最初使用Let's Encrypt证书时只支持单域名,有效期90天,优点是可以批量处理,每隔一段时间更新证书后,重载Nginx或者服务,之后出现了赛门铁克的免费单域名证书,有效期一年,在阿里云和腾讯云上都可以申请使用,阿里云的限制为每个账户最多20个,腾讯云的限制为每个域名最多20个,可以通过HTTP或者DNS来验证签发,操作步骤较多,还需要开通多个账号来应对证书到期时的大批量更换问题。

生产环境里的证书在下个月就要过期,但今年三月份Let's Encrypt正式支持了通配符证书,而赛门铁克的单域名证书可以继续用在一些需要自定义域名的第三方服务,全面切换到通配符证书后只需要维护三个,工作量已经减少很多了。

正文

证书工具:acme.sh

纯shell实现,对比certbot工具不需要安装额外的Python依赖。

部署方式:首先运行acme.sh申请证书,获取TXT记录,然后将TXT记录添加到DNS解析,最后运行acme.sh验证记录并签发证书。
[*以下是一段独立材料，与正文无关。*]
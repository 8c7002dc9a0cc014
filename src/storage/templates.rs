//! Template files
//!
//! Loading a template from disk and seeding a new one from the budget's
//! visible categories.

use std::path::Path;

use super::file_io::write_new;
use crate::error::{TemplateError, TemplateResult};
use crate::models::{Money, Template, TemplateEntry};
use crate::services::catalog::CategoryCatalog;

const TEMPLATE_HEADER: &str = "\
# ynab-template allocation template
#
# Each entry needs a category, a type (fixed or percent), and a value.
# fixed:   value is an amount of money
# percent: value is a percentage of the month's total
";

/// Load and parse a template file
///
/// Entries are not validated until the template is resolved.
pub fn load_template(path: &Path) -> TemplateResult<Template> {
    let contents = std::fs::read_to_string(path).map_err(|e| {
        TemplateError::Io(format!("Failed to read template {}: {}", path.display(), e))
    })?;

    Template::from_yaml_str(&contents)
}

/// A template listing every visible category with a fixed zero amount
pub fn template_from_catalog(catalog: &CategoryCatalog) -> Template {
    let entries: Vec<TemplateEntry> = catalog
        .categories()
        .map(|category| TemplateEntry::fixed(category.name.clone(), Money::zero()))
        .collect();

    Template::from_entries(&entries)
}

/// Write a fresh template for the catalog, refusing to overwrite
pub fn create_template(path: &Path, catalog: &CategoryCatalog) -> TemplateResult<Template> {
    let template = template_from_catalog(catalog);
    let contents = format!("{}\n{}", TEMPLATE_HEADER, template.to_yaml_string()?);
    write_new(path, &contents)?;

    Ok(template)
}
由于要部署在生产环境中,全部使用手动操作。

首先安装acme.sh。

curl https://get.acme.sh | sh

默认安装在~/.acme.sh目录下,安装后在自动在shell配置文件中追加配置,需要source一次配置文件后使用。
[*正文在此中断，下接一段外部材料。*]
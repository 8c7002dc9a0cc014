//! Business logic layer
//!
//! - `catalog`: the visible category snapshot and name lookup
//! - `allocation`: resolving a template into per-category amounts
//! - `sync`: applying an allocation to the service

pub mod allocation;
pub mod catalog;
pub mod sync;

pub use allocation::resolve;
pub use catalog::CategoryCatalog;
pub use sync::{CategoryUpdater, SyncAdapter, SyncOutcome, SyncReport};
以本站为例,申请证书,获取TXT记录(注:需要添加两个域名来覆盖主域名和全部子域名,获得两个TXT记录)。

acme.sh --issue -d "wbuntu.com" -d "*.wbuntu.com" --dns --yes-I-know-dns-manual-mode-enough-go-ahead-please

运行后在终端可以获取到子域名和对应的TXT记录,并在域名服务提供商那里添加解析。

然后执行更新命令,获取证书。

acme.sh --renew -d "wbuntu.com" -d "*.wbuntu.com" --dns --yes-I-know-dns-manual-mode-enough-go-ahead-please

证书默认保存在**~/.acme.sh/域名目录下,我们需要fullchain.cer域名.key**文件用于配置Nginx。

最后删除掉添加的TXT记录,在VPS上运行crontab -e命令,删除自动检查与更新证书的任务,下次更新证书时,也需要重复上述操作。